Captain South brought in a big Styrofoam container labeled SOUPER MEAL. He peeled off its lid to reveal noodles and vegetables in a broth. Steam rising from the top carried an aroma of chicken and spices, making Thornton’s mouth water. The captain set the container on the floor beside his chair along with a two-liter bottle of water, ice-cold if the condensation were any indication. Thornton was parched to the point that speaking required first unsticking his tongue from the sides of his mouth, and after at least thirty hours without food, it felt as if gastric acid were dissolving his stomach lining. He hesitated to touch the Souper Meal or the water, however, for fear that they’d been spiked with “truth juice,” a mixture of narcotics such as sodium amytal, thiopental, or seco-barbital and methadrine. As a result of their training, most covert intelligence officers could withstand enemy interrogation while under narcosis. But a few spilled unadulterated truth, no matter what. Some told the truth, but their speech was so garbled — a side effect of narcosis — that their responses were unintelligible. Others retained their diction but lost their wits. A truth serum with better than a 34 percent success rate had yet to be invented despite a decade-long effort by Russian SVR scientists at prisons packed with Chechens used as guinea pigs. If Thornton’s physiology placed him in the ungarbled-truth-spilling minority, however, he would become expendable.

He would have to eat and drink sooner or later, but abstaining now might make the difference in whether there was a later. The longer he held out, he reckoned, the longer he lived.

“Thanks,” he said, “but I’m good.”

Captain South looked to Flattop, who shrugged. Then the captain scooped up the items and silently trailed the other guard out of the room.

Their place was taken by a tall man in a white lab coat, gray flannel slacks, and shiny black lace-up shoes. Pulling the door shut with more force than necessary, he proceeded to the chair six feet from Thornton’s.
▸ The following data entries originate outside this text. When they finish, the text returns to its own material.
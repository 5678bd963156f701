pub mod graph;
pub mod init;
pub mod report;
pub mod show;
pub mod sync;

use comfy_table::Table;

use mastery_core::model::{display_name_for, MasteryResult};
use mastery_core::record::LearnerRecord;

/// Table of scored topics, strongest peak first. Returns the table and the
/// number of topics left out because they have no score yet.
pub(crate) fn mastery_table<'a, I>(rows: I) -> (Table, usize)
where
    I: IntoIterator<Item = (&'a str, MasteryResult, usize)>,
{
    let mut rows: Vec<_> = rows.into_iter().collect();
    let total = rows.len();
    rows.retain(|(_, r, _)| r.peak > 0.0);
    rows.sort_by(|a, b| b.1.peak.total_cmp(&a.1.peak).then_with(|| a.0.cmp(b.0)));

    let mut table = Table::new();
    table.set_header(vec!["Topic", "Current", "Peak", "Retained", "Bins"]);
    for (slug, result, bins) in &rows {
        table.add_row(vec![
            display_name_for(slug),
            format!("{:.1}", result.current),
            format!("{:.1}", result.peak),
            format!("{:.0}%", result.current / result.peak * 100.0),
            bins.to_string(),
        ]);
    }
    (table, total - rows.len())
}

/// Print every scored topic of a stored record.
pub(crate) fn print_record(record: &LearnerRecord) {
    let (table, unscored) = mastery_table(record.topics.iter().map(|(slug, t)| {
        let bins = record.bins.get(slug).map_or(0, |b| b.len());
        let result = MasteryResult {
            current: t.current,
            peak: t.peak,
        };
        (slug.as_str(), result, bins)
    }));
    println!("{table}");
    if unscored > 0 {
        println!("{unscored} topics not yet scored.");
    }
}
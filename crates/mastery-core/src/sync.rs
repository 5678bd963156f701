//! Sync orchestrator.
//!
//! Pulls a learner's history, normalizes and scores it against the shared
//! ancestry map, and hands the snapshot to the sink as one unit.

use std::sync::{Arc, PoisonError, RwLock};
use std::time::{Duration, Instant};

use chrono::{DateTime, Utc};
use futures::stream::{self, StreamExt};
use uuid::Uuid;

use crate::ancestry::{resolve_ancestry, AncestryMap};
use crate::classify::{normalize_history, NormalizedHistory, TagMap};
use crate::engine::{compute_mastery, MasterySnapshot, DEFAULT_BUCKET_WIDTH_DAYS};
use crate::error::SyncError;
use crate::record::LearnerRecord;
use crate::traits::{GraphProvider, HistoryProvider, MasterySink};

/// Configuration for the sync service.
#[derive(Debug, Clone)]
pub struct SyncConfig {
    /// Width of a scoring bucket in days.
    pub bucket_width_days: u32,
    /// Maximum concurrent syncs in [`MasteryService::sync_many`].
    pub parallelism: usize,
}

impl Default for SyncConfig {
    fn default() -> Self {
        Self {
            bucket_width_days: DEFAULT_BUCKET_WIDTH_DAYS,
            parallelism: 4,
        }
    }
}

/// Summary of one committed sync.
#[derive(Debug, Clone, PartialEq)]
pub struct SyncOutcome {
    pub snapshot_id: Uuid,
    pub learner: String,
    /// Topics with a non-zero peak.
    pub topics_scored: usize,
    pub bins_written: usize,
    pub solved: usize,
    pub incomplete: usize,
    pub elapsed: Duration,
}

/// Progress reporting for batch syncs.
pub trait SyncReporter: Send + Sync {
    fn on_sync_start(&self, learner: &str);
    fn on_sync_complete(&self, outcome: &SyncOutcome);
    fn on_sync_error(&self, learner: &str, error: &SyncError);
    fn on_batch_complete(&self, total: usize, completed: usize, failed: usize, elapsed: Duration);
}

/// No-op progress reporter.
pub struct NoopReporter;

impl SyncReporter for NoopReporter {
    fn on_sync_start(&self, _: &str) {}
    fn on_sync_complete(&self, _: &SyncOutcome) {}
    fn on_sync_error(&self, _: &str, _: &SyncError) {}
    fn on_batch_complete(&self, _: usize, _: usize, _: usize, _: Duration) {}
}

/// Owns the shared ancestry map and runs syncs against it.
pub struct MasteryService {
    history: Arc<dyn HistoryProvider>,
    sink: Arc<dyn MasterySink>,
    ancestry: RwLock<Arc<AncestryMap>>,
    tag_map: TagMap,
    config: SyncConfig,
}

impl MasteryService {
    pub fn new(
        history: Arc<dyn HistoryProvider>,
        sink: Arc<dyn MasterySink>,
        ancestry: AncestryMap,
        tag_map: TagMap,
        config: SyncConfig,
    ) -> Self {
        Self {
            history,
            sink,
            ancestry: RwLock::new(Arc::new(ancestry)),
            tag_map,
            config,
        }
    }

    /// Load the curriculum from `graph`, resolve its ancestry, and build a service.
    pub async fn from_graph_provider(
        graph: &dyn GraphProvider,
        history: Arc<dyn HistoryProvider>,
        sink: Arc<dyn MasterySink>,
        tag_map: TagMap,
        config: SyncConfig,
    ) -> Result<Self, SyncError> {
        let ancestry = load_ancestry(graph).await?;
        Ok(Self::new(history, sink, ancestry, tag_map, config))
    }

    pub fn config(&self) -> &SyncConfig {
        &self.config
    }

    /// The ancestry map syncs currently run against.
    pub fn ancestry(&self) -> Arc<AncestryMap> {
        let guard = self.ancestry.read().unwrap_or_else(PoisonError::into_inner);
        Arc::clone(&guard)
    }

    /// Replace the ancestry map. Syncs already running keep the map they started with.
    pub fn swap_ancestry(&self, ancestry: AncestryMap) {
        let mut guard = self
            .ancestry
            .write()
            .unwrap_or_else(PoisonError::into_inner);
        *guard = Arc::new(ancestry);
    }

    /// Reload the curriculum and swap in a freshly resolved map.
    ///
    /// On failure the current map stays in place.
    pub async fn rebuild_ancestry(&self, graph: &dyn GraphProvider) -> Result<(), SyncError> {
        let ancestry = load_ancestry(graph).await?;
        tracing::info!(
            source = graph.name(),
            topics = ancestry.len(),
            "rebuilt topic ancestry"
        );
        self.swap_ancestry(ancestry);
        Ok(())
    }

    /// Fetch and score a learner's history without persisting anything.
    pub async fn compute(
        &self,
        learner: &str,
        now: DateTime<Utc>,
    ) -> Result<(MasterySnapshot, NormalizedHistory), SyncError> {
        let raw = self
            .history
            .fetch_history(learner)
            .await
            .map_err(|source| SyncError::Fetch {
                learner: learner.to_string(),
                source,
            })?;

        let history = normalize_history(&raw, &self.tag_map);
        tracing::debug!(
            learner,
            attempts = raw.len(),
            solved = history.solved(),
            incomplete = history.incomplete(),
            "normalized history"
        );

        let ancestry = self.ancestry();
        let snapshot = compute_mastery(
            learner,
            &history.submissions,
            &ancestry,
            self.config.bucket_width_days,
            now,
        )?;
        Ok((snapshot, history))
    }

    /// Sync a learner as of the current time.
    pub async fn sync(&self, learner: &str) -> Result<SyncOutcome, SyncError> {
        self.sync_at(learner, Utc::now()).await
    }

    /// Sync a learner as of `now`: fetch, score, then commit in one unit.
    pub async fn sync_at(
        &self,
        learner: &str,
        now: DateTime<Utc>,
    ) -> Result<SyncOutcome, SyncError> {
        let start = Instant::now();
        tracing::info!(learner, provider = self.history.name(), "sync started");

        let (snapshot, history) = self.compute(learner, now).await?;

        self.sink
            .commit(&snapshot)
            .await
            .map_err(|source| SyncError::Persist {
                learner: learner.to_string(),
                source,
            })?;

        let outcome = SyncOutcome {
            snapshot_id: snapshot.id,
            learner: learner.to_string(),
            topics_scored: snapshot.results.values().filter(|r| r.peak > 0.0).count(),
            bins_written: snapshot.bin_count(),
            solved: history.solved(),
            incomplete: history.incomplete(),
            elapsed: start.elapsed(),
        };
        tracing::info!(
            learner,
            topics = outcome.topics_scored,
            bins = outcome.bins_written,
            solved = outcome.solved,
            elapsed_ms = outcome.elapsed.as_millis() as u64,
            "sync committed"
        );
        Ok(outcome)
    }

    /// Sync several learners concurrently, at most `parallelism` at a time.
    ///
    /// Each learner succeeds or fails on its own; results come back in
    /// completion order.
    pub async fn sync_many(
        &self,
        learners: &[String],
        reporter: &dyn SyncReporter,
    ) -> Vec<(String, Result<SyncOutcome, SyncError>)> {
        let start = Instant::now();
        let now = Utc::now();

        let results: Vec<(String, Result<SyncOutcome, SyncError>)> = stream::iter(learners)
            .map(|learner| async move {
                reporter.on_sync_start(learner);
                (learner.clone(), self.sync_at(learner, now).await)
            })
            .buffer_unordered(self.config.parallelism.max(1))
            .collect()
            .await;

        let mut failed = 0usize;
        for (learner, result) in &results {
            match result {
                Ok(outcome) => reporter.on_sync_complete(outcome),
                Err(e) => {
                    tracing::error!(learner = %learner, error = ?e, "sync failed");
                    reporter.on_sync_error(learner, e);
                    failed += 1;
                }
            }
        }
        reporter.on_batch_complete(
            results.len(),
            results.len() - failed,
            failed,
            start.elapsed(),
        );

        results
    }

    /// Everything the sink holds for `learner`.
    pub async fn stored(&self, learner: &str) -> anyhow::Result<Option<LearnerRecord>> {
        self.sink.load(learner).await
    }

    /// Stored current mastery of `topic`, if the learner has been synced.
    pub async fn current_mastery(&self, learner: &str, topic: &str) -> anyhow::Result<Option<f64>> {
        Ok(self
            .stored(learner)
            .await?
            .and_then(|r| r.mastery(topic))
            .map(|m| m.current))
    }

    /// Stored all-time peak of `topic`, if the learner has been synced.
    pub async fn peak_mastery(&self, learner: &str, topic: &str) -> anyhow::Result<Option<f64>> {
        Ok(self
            .stored(learner)
            .await?
            .and_then(|r| r.mastery(topic))
            .map(|m| m.peak))
    }
}

async fn load_ancestry(graph: &dyn GraphProvider) -> Result<AncestryMap, SyncError> {
    let topics = graph
        .load_graph()
        .await
        .map_err(|source| SyncError::GraphLoad { source })?;
    Ok(resolve_ancestry(&topics)?)
}
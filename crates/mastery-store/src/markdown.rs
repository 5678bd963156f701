//! Markdown report generator, for pasting into issues and chat.

use anyhow::{Context, Result};
use std::path::Path;

use mastery_core::model::display_name_for;
use mastery_core::record::LearnerRecord;

use crate::html::{ranked_topics, retention};

/// Render one learner's stored mastery as a Markdown table.
pub fn to_markdown(record: &LearnerRecord) -> String {
    let topics = ranked_topics(record);
    let mut md = String::new();

    md.push_str(&format!("## Topic mastery: {}\n\n", record.learner));
    md.push_str(&format!(
        "**Last synced:** {} | **Bins:** {}\n\n",
        record.last_synced.format("%Y-%m-%d %H:%M UTC"),
        record.bin_count()
    ));

    md.push_str("| Topic | Current | Peak | Retained |\n");
    md.push_str("|-------|---------|------|----------|\n");
    for (slug, topic) in &topics {
        if topic.peak == 0.0 {
            continue;
        }
        md.push_str(&format!(
            "| {} | {:.1} | {:.1} | {:.0}% |\n",
            display_name_for(slug),
            topic.current,
            topic.peak,
            retention(topic) * 100.0
        ));
    }

    let unscored: Vec<String> = topics
        .iter()
        .filter(|(_, t)| t.peak == 0.0)
        .map(|(slug, _)| display_name_for(slug))
        .collect();
    if !unscored.is_empty() {
        md.push_str(&format!("\n_Not yet scored:_ {}\n", unscored.join(", ")));
    }

    md
}

/// Write a Markdown report to a file.
pub fn write_markdown_report(record: &LearnerRecord, path: &Path) -> Result<()> {
    if let Some(parent) = path.parent() {
        std::fs::create_dir_all(parent)?;
    }
    std::fs::write(path, to_markdown(record))
        .with_context(|| format!("failed to write report to {}", path.display()))?;
    Ok(())
}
He sat, folding one lean leg over the other, then turned to face Thornton. Fiftyish, he had a long face with wavy blond-going-white hair and close-set, clear blue eyes. At first glance, he was the sort who might be found selling real estate or giving tennis lessons at a country club. Finer details suggested a different story. His excessive pallor, particularly in light of a Nordic complexion, told of a predilection for the indoors. Perhaps for places like this. Black site personnel typically didn’t bother to bring razors from home. This guy had not only shaved this morning; he’d dressed up. His lab coat was freshly starched and spotless. The creases down the front of his slacks were perfectly straight. He sported a sunny yellow bow tie and gleaming black leather shoes laced in perfectly symmetrical loops. An Army Intelligence officer had once told Thornton that, often, good men were assigned to black sites, and the blackness coated their souls; others assigned to black sites found their element.

“Before we commence today’s questioning, Russell,” the man with the bow tie said in a midwestern baritone, “I want you to know the reason that we plucked you off 79th Street and out of your life: We want information. To get that information, we can do anything we want. I can do anything I want. Do you understand me?”

“Yes.” The gravity of the man’s tone infused Thornton’s tone with deference. He felt to his marrow that this guy meant what he’d said.

“No one knows what has happened to you, Russell. You have simply disappeared.” Bow Tie snapped his fingers, as if performing a magic trick. “These two tiny islands are known only to a handful of cartography fanatics who believe them to be uninhabited and uninhabitable. This is your entire world now. If you are ever to leave here, you will answer all of my questions. If you are not entirely forthcoming, if you tell half-truths, or if you tell anything other than the full truth, I’ll know it as surely as I would know if the lights were switched off. And I’ll become angry, and my superiors will become extremely angry, and then things will get far worse for you. Do you understand me, Russell?”